§ Problem statement
Search the records below for the string "ConfigError", and report each line that contains it.

§ Dataset entries
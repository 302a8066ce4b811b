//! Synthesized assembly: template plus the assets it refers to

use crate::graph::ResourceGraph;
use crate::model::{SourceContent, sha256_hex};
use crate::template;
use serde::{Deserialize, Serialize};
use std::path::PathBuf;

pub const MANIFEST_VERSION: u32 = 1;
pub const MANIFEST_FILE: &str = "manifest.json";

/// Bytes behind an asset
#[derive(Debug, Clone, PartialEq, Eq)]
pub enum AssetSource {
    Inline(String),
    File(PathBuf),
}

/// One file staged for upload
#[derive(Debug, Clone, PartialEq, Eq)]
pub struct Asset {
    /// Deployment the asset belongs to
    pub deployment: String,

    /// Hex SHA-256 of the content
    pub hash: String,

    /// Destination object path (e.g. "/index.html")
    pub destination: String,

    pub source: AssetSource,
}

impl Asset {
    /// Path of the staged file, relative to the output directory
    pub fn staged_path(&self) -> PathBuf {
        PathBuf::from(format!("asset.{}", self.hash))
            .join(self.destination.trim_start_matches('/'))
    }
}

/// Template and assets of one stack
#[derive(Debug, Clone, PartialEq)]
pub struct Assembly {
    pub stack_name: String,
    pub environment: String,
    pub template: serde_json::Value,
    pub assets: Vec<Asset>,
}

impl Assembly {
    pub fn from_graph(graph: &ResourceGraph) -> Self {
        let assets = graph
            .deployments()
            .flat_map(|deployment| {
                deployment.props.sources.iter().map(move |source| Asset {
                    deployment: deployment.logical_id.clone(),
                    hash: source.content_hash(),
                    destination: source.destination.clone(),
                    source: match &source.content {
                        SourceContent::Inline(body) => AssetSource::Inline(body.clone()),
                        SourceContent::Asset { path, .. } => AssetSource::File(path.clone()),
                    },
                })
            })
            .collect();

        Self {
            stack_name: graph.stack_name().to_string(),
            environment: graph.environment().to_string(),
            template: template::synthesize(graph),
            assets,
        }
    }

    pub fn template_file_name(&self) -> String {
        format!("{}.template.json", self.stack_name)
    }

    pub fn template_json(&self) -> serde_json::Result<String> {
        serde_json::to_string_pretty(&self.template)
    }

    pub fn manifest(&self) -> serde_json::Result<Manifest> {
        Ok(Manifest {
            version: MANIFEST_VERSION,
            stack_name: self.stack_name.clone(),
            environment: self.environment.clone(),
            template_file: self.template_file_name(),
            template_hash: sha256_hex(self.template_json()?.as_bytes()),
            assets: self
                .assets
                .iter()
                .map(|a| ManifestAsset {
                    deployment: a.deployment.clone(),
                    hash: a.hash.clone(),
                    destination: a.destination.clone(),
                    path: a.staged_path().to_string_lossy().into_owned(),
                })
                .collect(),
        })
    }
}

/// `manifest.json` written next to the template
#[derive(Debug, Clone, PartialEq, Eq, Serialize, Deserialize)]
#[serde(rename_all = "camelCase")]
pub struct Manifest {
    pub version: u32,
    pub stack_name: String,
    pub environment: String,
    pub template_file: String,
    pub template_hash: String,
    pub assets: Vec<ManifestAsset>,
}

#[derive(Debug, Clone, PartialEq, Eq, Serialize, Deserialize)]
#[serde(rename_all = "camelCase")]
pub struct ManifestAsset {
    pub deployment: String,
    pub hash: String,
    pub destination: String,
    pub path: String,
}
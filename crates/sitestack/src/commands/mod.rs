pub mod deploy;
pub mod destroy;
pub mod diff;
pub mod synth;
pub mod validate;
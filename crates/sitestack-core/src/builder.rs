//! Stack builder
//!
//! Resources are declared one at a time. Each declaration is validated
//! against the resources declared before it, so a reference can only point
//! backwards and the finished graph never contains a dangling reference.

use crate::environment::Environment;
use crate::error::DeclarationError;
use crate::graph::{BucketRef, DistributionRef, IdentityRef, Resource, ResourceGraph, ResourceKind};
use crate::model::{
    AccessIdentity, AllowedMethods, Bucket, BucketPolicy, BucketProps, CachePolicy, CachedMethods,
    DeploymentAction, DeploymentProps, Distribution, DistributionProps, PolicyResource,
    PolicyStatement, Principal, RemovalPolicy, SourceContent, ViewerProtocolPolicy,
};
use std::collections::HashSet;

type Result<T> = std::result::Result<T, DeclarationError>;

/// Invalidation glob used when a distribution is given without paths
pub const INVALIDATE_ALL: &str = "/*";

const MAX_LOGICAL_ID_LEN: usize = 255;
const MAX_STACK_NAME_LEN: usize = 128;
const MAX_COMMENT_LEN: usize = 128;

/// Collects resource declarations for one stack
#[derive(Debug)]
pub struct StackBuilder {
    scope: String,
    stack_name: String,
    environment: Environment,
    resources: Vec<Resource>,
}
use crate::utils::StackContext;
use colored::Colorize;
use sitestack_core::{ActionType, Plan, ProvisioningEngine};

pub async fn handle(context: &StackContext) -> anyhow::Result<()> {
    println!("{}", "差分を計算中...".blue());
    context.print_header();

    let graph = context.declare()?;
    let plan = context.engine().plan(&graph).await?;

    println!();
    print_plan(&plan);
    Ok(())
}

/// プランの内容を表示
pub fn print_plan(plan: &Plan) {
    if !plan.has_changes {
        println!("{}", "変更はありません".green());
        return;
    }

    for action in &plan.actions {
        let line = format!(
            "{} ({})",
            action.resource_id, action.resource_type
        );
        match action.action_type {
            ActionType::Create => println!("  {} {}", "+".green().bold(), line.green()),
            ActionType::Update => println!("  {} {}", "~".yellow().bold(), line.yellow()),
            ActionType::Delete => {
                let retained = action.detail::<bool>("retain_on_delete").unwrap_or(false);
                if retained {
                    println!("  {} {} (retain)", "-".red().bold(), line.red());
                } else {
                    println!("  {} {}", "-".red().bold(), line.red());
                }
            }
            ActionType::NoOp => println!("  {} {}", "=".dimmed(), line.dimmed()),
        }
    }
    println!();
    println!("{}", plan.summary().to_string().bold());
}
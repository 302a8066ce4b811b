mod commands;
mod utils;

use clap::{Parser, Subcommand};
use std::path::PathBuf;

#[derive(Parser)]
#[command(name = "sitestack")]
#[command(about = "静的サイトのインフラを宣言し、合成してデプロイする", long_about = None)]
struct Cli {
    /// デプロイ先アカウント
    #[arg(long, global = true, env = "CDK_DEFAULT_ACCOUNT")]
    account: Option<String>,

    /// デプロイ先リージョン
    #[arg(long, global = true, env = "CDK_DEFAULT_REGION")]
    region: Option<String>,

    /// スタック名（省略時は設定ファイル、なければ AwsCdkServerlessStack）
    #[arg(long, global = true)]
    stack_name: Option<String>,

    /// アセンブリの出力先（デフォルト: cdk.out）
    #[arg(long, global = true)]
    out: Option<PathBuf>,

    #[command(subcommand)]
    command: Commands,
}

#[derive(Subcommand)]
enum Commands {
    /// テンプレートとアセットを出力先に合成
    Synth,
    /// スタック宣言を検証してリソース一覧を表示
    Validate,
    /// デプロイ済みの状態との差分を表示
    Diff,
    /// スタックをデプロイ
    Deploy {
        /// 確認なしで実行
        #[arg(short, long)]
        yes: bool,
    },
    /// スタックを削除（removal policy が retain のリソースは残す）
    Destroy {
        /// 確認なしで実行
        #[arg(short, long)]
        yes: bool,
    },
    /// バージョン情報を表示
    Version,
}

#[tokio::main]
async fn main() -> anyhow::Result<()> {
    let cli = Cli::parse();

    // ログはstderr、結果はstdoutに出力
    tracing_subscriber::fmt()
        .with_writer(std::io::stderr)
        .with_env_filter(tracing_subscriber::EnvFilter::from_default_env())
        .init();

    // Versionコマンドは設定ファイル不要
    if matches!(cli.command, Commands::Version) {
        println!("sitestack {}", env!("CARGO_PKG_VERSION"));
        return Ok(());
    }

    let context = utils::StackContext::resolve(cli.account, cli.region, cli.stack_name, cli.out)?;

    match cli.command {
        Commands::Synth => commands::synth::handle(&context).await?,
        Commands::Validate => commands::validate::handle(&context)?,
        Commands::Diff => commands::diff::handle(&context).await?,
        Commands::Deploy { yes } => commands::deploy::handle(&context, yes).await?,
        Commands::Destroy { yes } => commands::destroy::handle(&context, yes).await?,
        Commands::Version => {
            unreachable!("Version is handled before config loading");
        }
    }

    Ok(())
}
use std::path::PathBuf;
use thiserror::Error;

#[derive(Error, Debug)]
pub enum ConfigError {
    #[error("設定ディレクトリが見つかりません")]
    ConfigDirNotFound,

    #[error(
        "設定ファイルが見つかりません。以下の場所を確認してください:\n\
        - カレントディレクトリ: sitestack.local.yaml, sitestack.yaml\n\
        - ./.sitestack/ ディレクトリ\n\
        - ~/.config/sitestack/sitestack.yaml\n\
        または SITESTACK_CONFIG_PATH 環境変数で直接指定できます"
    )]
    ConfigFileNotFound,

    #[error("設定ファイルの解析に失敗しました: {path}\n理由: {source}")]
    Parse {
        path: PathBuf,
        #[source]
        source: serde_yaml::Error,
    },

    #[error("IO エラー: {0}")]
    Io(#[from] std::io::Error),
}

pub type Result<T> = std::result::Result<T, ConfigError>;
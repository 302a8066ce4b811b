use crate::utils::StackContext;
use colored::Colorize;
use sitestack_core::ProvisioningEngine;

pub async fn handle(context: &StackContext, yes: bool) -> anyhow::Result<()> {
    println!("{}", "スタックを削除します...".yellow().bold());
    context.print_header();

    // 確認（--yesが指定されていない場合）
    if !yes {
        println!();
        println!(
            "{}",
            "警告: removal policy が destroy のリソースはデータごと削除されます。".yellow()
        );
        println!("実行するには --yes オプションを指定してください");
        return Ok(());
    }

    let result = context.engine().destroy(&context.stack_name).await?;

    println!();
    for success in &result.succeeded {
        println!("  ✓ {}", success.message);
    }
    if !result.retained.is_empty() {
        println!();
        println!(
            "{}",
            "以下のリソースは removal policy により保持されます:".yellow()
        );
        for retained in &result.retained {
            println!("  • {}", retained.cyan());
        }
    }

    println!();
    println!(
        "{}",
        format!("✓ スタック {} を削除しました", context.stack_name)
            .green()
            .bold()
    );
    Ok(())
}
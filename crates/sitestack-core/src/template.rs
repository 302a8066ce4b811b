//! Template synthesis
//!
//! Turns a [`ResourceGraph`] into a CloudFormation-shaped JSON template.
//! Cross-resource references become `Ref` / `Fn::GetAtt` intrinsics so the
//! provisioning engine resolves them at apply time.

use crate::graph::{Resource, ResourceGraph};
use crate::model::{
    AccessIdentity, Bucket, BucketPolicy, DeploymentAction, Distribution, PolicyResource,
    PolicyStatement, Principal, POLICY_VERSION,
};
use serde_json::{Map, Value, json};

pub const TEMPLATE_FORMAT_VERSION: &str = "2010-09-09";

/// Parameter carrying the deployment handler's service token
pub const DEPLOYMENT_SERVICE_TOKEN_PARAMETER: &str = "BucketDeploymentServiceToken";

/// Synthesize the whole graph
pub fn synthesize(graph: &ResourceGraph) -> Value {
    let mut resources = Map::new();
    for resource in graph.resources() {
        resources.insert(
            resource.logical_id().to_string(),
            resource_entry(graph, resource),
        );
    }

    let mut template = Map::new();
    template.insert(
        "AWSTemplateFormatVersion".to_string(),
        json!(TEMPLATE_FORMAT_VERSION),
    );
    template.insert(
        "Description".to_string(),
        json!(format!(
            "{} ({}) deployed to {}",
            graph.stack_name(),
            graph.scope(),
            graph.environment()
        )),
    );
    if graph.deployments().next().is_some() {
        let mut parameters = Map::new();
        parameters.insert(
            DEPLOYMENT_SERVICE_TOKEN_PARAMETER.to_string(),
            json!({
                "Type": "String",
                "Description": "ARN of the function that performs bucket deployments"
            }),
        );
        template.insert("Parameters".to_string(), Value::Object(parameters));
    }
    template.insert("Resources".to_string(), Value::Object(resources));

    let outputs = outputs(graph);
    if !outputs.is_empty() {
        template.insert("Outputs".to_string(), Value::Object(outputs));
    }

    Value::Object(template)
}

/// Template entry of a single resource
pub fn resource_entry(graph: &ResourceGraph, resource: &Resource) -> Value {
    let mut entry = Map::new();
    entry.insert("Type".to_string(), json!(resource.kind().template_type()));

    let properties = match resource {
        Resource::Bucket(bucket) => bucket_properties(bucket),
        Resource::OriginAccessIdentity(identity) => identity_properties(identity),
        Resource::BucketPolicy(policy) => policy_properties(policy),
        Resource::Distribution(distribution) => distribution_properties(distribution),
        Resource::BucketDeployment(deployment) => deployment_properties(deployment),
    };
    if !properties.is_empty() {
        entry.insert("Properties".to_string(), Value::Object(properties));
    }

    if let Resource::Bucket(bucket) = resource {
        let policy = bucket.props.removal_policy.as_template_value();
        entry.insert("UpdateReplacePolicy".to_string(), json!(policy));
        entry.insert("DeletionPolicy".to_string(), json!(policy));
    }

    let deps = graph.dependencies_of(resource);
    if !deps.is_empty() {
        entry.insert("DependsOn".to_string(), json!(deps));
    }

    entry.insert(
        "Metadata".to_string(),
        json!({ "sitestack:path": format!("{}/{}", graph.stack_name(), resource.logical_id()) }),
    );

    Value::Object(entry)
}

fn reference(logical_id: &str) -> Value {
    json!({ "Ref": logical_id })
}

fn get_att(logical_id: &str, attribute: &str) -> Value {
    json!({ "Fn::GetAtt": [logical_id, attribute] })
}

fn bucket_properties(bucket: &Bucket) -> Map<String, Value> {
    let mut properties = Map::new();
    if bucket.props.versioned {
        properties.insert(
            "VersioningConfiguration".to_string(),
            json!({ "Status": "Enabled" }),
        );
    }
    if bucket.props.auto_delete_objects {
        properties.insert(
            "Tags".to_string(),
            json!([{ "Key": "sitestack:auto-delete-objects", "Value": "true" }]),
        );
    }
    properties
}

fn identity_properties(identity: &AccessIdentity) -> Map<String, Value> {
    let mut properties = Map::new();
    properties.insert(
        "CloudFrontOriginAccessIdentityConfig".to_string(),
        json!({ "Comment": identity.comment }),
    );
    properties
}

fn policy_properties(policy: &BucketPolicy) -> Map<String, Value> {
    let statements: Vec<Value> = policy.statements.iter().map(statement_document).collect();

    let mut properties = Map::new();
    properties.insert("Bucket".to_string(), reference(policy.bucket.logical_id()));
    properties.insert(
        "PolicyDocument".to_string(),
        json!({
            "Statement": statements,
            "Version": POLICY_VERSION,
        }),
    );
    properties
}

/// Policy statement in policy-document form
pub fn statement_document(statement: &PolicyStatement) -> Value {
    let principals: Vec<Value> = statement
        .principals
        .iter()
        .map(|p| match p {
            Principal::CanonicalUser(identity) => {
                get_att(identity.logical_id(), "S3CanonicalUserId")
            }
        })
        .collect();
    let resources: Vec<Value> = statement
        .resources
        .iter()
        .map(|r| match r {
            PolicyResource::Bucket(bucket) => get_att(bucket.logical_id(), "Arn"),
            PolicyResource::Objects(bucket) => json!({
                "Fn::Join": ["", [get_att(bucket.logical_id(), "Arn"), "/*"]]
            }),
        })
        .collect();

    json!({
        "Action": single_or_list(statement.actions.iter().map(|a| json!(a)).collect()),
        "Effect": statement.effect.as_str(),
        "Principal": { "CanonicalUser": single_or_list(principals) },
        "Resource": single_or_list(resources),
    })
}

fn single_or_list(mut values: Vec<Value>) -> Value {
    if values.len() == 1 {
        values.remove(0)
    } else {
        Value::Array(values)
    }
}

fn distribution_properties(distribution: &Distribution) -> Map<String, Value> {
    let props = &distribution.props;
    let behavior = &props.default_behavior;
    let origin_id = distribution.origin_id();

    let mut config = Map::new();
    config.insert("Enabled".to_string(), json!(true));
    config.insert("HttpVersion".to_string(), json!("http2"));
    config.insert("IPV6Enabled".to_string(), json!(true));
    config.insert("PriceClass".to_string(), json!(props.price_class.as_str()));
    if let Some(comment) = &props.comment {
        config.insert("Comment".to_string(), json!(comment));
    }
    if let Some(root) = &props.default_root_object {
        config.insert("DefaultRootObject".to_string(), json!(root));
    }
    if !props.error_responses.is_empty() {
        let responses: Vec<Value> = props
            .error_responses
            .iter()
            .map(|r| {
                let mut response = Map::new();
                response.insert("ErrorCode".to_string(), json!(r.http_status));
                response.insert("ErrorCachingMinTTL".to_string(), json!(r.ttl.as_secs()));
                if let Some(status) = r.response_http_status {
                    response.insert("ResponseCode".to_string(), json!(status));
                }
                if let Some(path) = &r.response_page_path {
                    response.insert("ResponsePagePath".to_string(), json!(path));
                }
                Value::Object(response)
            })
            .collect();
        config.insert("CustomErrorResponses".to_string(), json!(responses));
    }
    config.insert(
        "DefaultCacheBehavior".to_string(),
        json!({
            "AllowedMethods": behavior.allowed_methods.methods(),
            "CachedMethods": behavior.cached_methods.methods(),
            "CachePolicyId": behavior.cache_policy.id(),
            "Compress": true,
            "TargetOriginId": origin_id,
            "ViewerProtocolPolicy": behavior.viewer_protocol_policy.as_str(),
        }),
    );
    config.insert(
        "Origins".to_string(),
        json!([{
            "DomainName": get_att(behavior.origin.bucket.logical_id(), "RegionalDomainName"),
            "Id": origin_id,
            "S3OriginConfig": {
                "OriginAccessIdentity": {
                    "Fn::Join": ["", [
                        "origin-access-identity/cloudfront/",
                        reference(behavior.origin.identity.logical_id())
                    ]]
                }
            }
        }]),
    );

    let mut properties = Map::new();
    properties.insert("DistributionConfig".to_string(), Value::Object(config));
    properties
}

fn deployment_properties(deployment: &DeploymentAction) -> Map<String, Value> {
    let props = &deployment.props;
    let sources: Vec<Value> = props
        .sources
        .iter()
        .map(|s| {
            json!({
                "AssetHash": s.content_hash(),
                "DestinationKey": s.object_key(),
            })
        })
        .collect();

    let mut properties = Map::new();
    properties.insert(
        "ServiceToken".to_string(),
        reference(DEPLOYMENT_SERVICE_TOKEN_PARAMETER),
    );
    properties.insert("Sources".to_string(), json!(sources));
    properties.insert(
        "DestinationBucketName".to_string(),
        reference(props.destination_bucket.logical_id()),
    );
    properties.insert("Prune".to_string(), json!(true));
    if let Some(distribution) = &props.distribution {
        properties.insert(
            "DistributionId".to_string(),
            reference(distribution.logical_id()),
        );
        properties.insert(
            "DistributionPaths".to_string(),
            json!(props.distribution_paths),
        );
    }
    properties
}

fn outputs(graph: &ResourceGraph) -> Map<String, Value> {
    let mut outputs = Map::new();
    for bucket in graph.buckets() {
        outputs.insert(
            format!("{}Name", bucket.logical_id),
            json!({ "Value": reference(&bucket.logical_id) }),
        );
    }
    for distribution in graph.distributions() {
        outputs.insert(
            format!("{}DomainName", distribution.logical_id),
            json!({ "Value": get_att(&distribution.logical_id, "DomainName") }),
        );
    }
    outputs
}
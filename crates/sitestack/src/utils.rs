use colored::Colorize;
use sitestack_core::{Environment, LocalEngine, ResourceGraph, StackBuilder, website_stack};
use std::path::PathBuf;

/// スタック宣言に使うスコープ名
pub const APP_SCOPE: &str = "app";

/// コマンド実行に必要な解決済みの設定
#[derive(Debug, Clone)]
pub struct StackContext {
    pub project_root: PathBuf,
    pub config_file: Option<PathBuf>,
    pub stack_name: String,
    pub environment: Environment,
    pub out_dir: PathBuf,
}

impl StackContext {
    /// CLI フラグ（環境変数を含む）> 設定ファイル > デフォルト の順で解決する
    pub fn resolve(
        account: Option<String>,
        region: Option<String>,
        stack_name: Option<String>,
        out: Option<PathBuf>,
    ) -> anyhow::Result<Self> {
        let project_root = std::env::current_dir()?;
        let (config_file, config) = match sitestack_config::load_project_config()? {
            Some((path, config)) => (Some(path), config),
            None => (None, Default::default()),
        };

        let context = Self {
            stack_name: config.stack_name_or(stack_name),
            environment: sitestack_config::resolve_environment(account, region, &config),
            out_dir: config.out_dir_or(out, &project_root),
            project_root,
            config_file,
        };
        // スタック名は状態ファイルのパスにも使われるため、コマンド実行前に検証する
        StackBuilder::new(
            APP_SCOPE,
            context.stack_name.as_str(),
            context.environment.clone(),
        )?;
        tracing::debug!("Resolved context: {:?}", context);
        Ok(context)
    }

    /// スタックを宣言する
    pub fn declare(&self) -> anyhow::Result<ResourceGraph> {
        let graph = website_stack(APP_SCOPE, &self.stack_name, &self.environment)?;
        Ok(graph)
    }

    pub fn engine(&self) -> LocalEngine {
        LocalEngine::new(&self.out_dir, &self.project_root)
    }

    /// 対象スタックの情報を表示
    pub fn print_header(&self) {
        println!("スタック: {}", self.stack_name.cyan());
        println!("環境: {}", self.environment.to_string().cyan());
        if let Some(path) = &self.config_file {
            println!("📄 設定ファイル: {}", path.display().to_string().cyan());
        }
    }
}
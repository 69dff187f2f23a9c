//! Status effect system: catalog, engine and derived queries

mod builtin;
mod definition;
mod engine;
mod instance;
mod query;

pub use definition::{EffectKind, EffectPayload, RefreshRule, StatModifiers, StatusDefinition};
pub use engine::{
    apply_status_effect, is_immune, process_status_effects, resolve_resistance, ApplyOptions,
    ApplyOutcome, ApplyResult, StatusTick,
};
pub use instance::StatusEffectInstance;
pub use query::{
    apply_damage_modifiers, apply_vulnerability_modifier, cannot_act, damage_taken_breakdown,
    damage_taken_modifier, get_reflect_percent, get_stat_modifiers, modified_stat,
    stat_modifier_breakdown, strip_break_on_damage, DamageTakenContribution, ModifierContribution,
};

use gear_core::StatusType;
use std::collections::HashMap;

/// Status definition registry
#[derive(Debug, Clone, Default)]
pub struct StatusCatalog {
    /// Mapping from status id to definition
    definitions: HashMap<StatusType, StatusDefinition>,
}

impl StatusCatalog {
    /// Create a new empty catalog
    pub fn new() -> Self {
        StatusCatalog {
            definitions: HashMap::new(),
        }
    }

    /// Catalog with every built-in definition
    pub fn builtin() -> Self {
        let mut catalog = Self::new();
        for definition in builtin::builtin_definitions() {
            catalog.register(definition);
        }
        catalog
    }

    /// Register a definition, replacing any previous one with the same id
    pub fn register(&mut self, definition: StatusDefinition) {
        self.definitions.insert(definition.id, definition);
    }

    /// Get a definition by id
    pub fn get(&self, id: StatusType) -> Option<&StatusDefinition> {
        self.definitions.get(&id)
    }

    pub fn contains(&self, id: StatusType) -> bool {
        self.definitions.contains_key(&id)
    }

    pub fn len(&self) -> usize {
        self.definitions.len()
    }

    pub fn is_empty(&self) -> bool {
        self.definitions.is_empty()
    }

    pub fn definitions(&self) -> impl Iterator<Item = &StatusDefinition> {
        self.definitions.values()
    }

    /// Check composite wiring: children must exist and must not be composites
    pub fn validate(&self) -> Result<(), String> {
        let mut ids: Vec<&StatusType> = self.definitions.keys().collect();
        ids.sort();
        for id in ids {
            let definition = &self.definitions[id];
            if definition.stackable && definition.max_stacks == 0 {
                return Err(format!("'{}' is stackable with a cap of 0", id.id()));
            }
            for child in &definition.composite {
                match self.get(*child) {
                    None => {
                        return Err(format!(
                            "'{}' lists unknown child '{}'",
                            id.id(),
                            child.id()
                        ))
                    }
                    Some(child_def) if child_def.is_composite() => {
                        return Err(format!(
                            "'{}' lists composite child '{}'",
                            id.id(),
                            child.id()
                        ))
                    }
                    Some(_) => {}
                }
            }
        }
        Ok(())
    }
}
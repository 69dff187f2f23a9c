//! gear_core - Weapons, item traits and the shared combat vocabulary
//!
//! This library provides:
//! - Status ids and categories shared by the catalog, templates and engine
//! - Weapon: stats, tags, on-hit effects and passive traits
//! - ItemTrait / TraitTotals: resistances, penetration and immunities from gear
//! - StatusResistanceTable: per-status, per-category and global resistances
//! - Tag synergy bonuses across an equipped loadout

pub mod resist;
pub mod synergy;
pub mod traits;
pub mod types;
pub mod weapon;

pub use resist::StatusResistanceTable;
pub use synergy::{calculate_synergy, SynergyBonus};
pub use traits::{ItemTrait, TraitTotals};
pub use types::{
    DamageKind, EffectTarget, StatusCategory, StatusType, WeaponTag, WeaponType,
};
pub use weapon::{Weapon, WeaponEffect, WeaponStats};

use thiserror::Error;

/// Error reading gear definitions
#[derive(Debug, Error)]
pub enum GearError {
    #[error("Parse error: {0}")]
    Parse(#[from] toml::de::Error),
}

§ Final answer
pub enum ConfigError {
pub type Result<T> = std::result::Result<T, ConfigError>;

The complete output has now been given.